PROBLEM TO WORK ON ::
A word-for-word repeat of all the data is the goal.
[ENTRIES SUPPLIED Boundary: Start]
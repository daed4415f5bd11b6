//! Category back-office handlers.

use axum::{
    extract::{Path, Query, State},
    response::Json,
    routing::{get, post},
    Router,
};

use crate::api::extractors::ValidatedJson;
use crate::api::middleware::CurrentUser;
use crate::api::AppState;
use crate::domain::category::{CategoryDetail, CategoryNode, CreateCategory, UpdateCategory};
use crate::errors::AppResult;
use crate::types::{BulkMutationResponse, ListQuery, ListResponse, MutationResponse};

/// Create category routes
pub fn category_routes() -> Router<AppState> {
    Router::new()
        .route("/", get(find_all).post(create))
        .route("/:id", get(find_one).put(update).delete(delete_one))
        .route("/:id/default", post(set_default))
}

/// List categories as a depth-annotated flattened tree
#[utoipa::path(
    get,
    path = "/categories",
    tag = "Categories",
    security(("bearer_auth" = [])),
    params(ListQuery),
    responses((status = 200, description = "Flattened tree page"))
)]
pub async fn find_all(
    State(state): State<AppState>,
    Query(query): Query<ListQuery>,
) -> AppResult<Json<ListResponse<CategoryNode>>> {
    let search = query.filter().search;
    let data = state
        .category_service
        .find_all(search.clone(), query.pageable(), query.sort())
        .await?;
    let total = state.category_service.count(search).await?;
    Ok(Json(ListResponse::new(total, data)))
}

/// Create a category
#[utoipa::path(
    post,
    path = "/categories",
    tag = "Categories",
    security(("bearer_auth" = [])),
    request_body = CreateCategory,
    responses(
        (status = 200, description = "Created", body = MutationResponse),
        (status = 400, description = "Invalid slug"),
        (status = 404, description = "Parent category missing")
    )
)]
pub async fn create(
    user: CurrentUser,
    State(state): State<AppState>,
    ValidatedJson(payload): ValidatedJson<CreateCategory>,
) -> AppResult<Json<MutationResponse>> {
    let result = state.category_service.create(user.id, payload).await?;
    Ok(Json(result))
}

/// Fetch one category
#[utoipa::path(
    get,
    path = "/categories/{id}",
    tag = "Categories",
    security(("bearer_auth" = [])),
    params(("id" = i32, Path, description = "Category ID")),
    responses(
        (status = 200, description = "Category", body = CategoryDetail),
        (status = 404, description = "Not found")
    )
)]
pub async fn find_one(
    State(state): State<AppState>,
    Path(id): Path<i32>,
) -> AppResult<Json<CategoryDetail>> {
    Ok(Json(state.category_service.find_one(id).await?))
}

/// Update a category
#[utoipa::path(
    put,
    path = "/categories/{id}",
    tag = "Categories",
    security(("bearer_auth" = [])),
    params(("id" = i32, Path, description = "Category ID")),
    request_body = UpdateCategory,
    responses(
        (status = 200, description = "Updated", body = MutationResponse),
        (status = 400, description = "Invalid slug or self-parenting"),
        (status = 404, description = "Category or parent missing")
    )
)]
pub async fn update(
    user: CurrentUser,
    State(state): State<AppState>,
    Path(id): Path<i32>,
    ValidatedJson(payload): ValidatedJson<UpdateCategory>,
) -> AppResult<Json<MutationResponse>> {
    let result = state.category_service.update(user.id, id, payload).await?;
    Ok(Json(result))
}

/// Delete a category (physical; fails on the default category)
#[utoipa::path(
    delete,
    path = "/categories/{id}",
    tag = "Categories",
    security(("bearer_auth" = [])),
    params(("id" = i32, Path, description = "Category ID")),
    responses(
        (status = 200, description = "Deleted", body = BulkMutationResponse),
        (status = 400, description = "Target is the default category"),
        (status = 404, description = "Not found")
    )
)]
pub async fn delete_one(
    State(state): State<AppState>,
    Path(id): Path<i32>,
) -> AppResult<Json<BulkMutationResponse>> {
    let result = state.category_service.delete_many(vec![id]).await?;
    Ok(Json(result))
}

/// Mark a category as the single default
#[utoipa::path(
    post,
    path = "/categories/{id}/default",
    tag = "Categories",
    security(("bearer_auth" = [])),
    params(("id" = i32, Path, description = "Category ID")),
    responses(
        (status = 200, description = "Default switched", body = MutationResponse),
        (status = 404, description = "Not found")
    )
)]
pub async fn set_default(
    user: CurrentUser,
    State(state): State<AppState>,
    Path(id): Path<i32>,
) -> AppResult<Json<MutationResponse>> {
    let result = state.category_service.set_default(user.id, id).await?;
    Ok(Json(result))
}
[ENTRIES SUPPLIED Boundary: End]
REPLY TO THE TASK ::
repository daed4415f5bd11b6
//! Category back-office handlers.

use axum::{
    extract::{Path, Query, State},
    response::Json,
    routing::{get, post},
    Router,
};

use crate::api::extractors::ValidatedJson;
use crate::api::middleware::CurrentUser;
use crate::api::AppState;
use crate::domain::category::{CategoryDetail, CategoryNode, CreateCategory, UpdateCategory};
use crate::errors::AppResult;
use crate::types::{BulkMutationResponse, ListQuery, ListResponse, MutationResponse};

/// Create category routes
pub fn category_routes() -> Router<AppState> {
    Router::new()
        .route("/", get(find_all).post(create))
        .route("/:id", get(find_one).put(update).delete(delete_one))
        .route("/:id/default", post(set_default))
}

/// List categories as a depth-annotated flattened tree
#[utoipa::path(
    get,
    path = "/categories",
    tag = "Categories",
    security(("bearer_auth" = [])),
    params(ListQuery),
    responses((status = 200, description = "Flattened tree page"))
)]
pub async fn find_all(
    State(state): State<AppState>,
    Query(query): Query<ListQuery>,
) -> AppResult<Json<ListResponse<CategoryNode>>> {
    let search = query.filter().search;
    let data = state
        .category_service
        .find_all(search.clone(), query.pageable(), query.sort())
        .await?;
    let total = state.category_service.count(search).await?;
    Ok(Json(ListResponse::new(total, data)))
}

/// Create a category
#[utoipa::path(
    post,
    path = "/categories",
    tag = "Categories",
    security(("bearer_auth" = [])),
    request_body = CreateCategory,
    responses(
        (status = 200, description = "Created", body = MutationResponse),
        (status = 400, description = "Invalid slug"),
        (status = 404, description = "Parent category missing")
    )
)]
pub async fn create(
    user: CurrentUser,
    State(state): State<AppState>,
    ValidatedJson(payload): ValidatedJson<CreateCategory>,
) -> AppResult<Json<MutationResponse>> {
    let result = state.category_service.create(user.id, payload).await?;
    Ok(Json(result))
}

/// Fetch one category
#[utoipa::path(
    get,
    path = "/categories/{id}",
    tag = "Categories",
    security(("bearer_auth" = [])),
    params(("id" = i32, Path, description = "Category ID")),
    responses(
        (status = 200, description = "Category", body = CategoryDetail),
        (status = 404, description = "Not found")
    )
)]
pub async fn find_one(
    State(state): State<AppState>,
    Path(id): Path<i32>,
) -> AppResult<Json<CategoryDetail>> {
    Ok(Json(state.category_service.find_one(id).await?))
}

/// Update a category
#[utoipa::path(
    put,
    path = "/categories/{id}",
    tag = "Categories",
    security(("bearer_auth" = [])),
    params(("id" = i32, Path, description = "Category ID")),
    request_body = UpdateCategory,
    responses(
        (status = 200, description = "Updated", body = MutationResponse),
        (status = 400, description = "Invalid slug or self-parenting"),
        (status = 404, description = "Category or parent missing")
    )
)]
pub async fn update(
    user: CurrentUser,
    State(state): State<AppState>,
    Path(id): Path<i32>,
    ValidatedJson(payload): ValidatedJson<UpdateCategory>,
) -> AppResult<Json<MutationResponse>> {
    let result = state.category_service.update(user.id, id, payload).await?;
    Ok(Json(result))
}

/// Delete a category (physical; fails on the default category)
#[utoipa::path(
    delete,
    path = "/categories/{id}",
    tag = "Categories",
    security(("bearer_auth" = [])),
    params(("id" = i32, Path, description = "Category ID")),
    responses(
        (status = 200, description = "Deleted", body = BulkMutationResponse),
        (status = 400, description = "Target is the default category"),
        (status = 404, description = "Not found")
    )
)]
pub async fn delete_one(
    State(state): State<AppState>,
    Path(id): Path<i32>,
) -> AppResult<Json<BulkMutationResponse>> {
    let result = state.category_service.delete_many(vec![id]).await?;
    Ok(Json(result))
}

/// Mark a category as the single default
#[utoipa::path(
    post,
    path = "/categories/{id}/default",
    tag = "Categories",
    security(("bearer_auth" = [])),
    params(("id" = i32, Path, description = "Category ID")),
    responses(
        (status = 200, description = "Default switched", body = MutationResponse),
        (status = 404, description = "Not found")
    )
)]
pub async fn set_default(
    user: CurrentUser,
    State(state): State<AppState>,
    Path(id): Path<i32>,
) -> AppResult<Json<MutationResponse>> {
    let result = state.category_service.set_default(user.id, id).await?;
    Ok(Json(result))
}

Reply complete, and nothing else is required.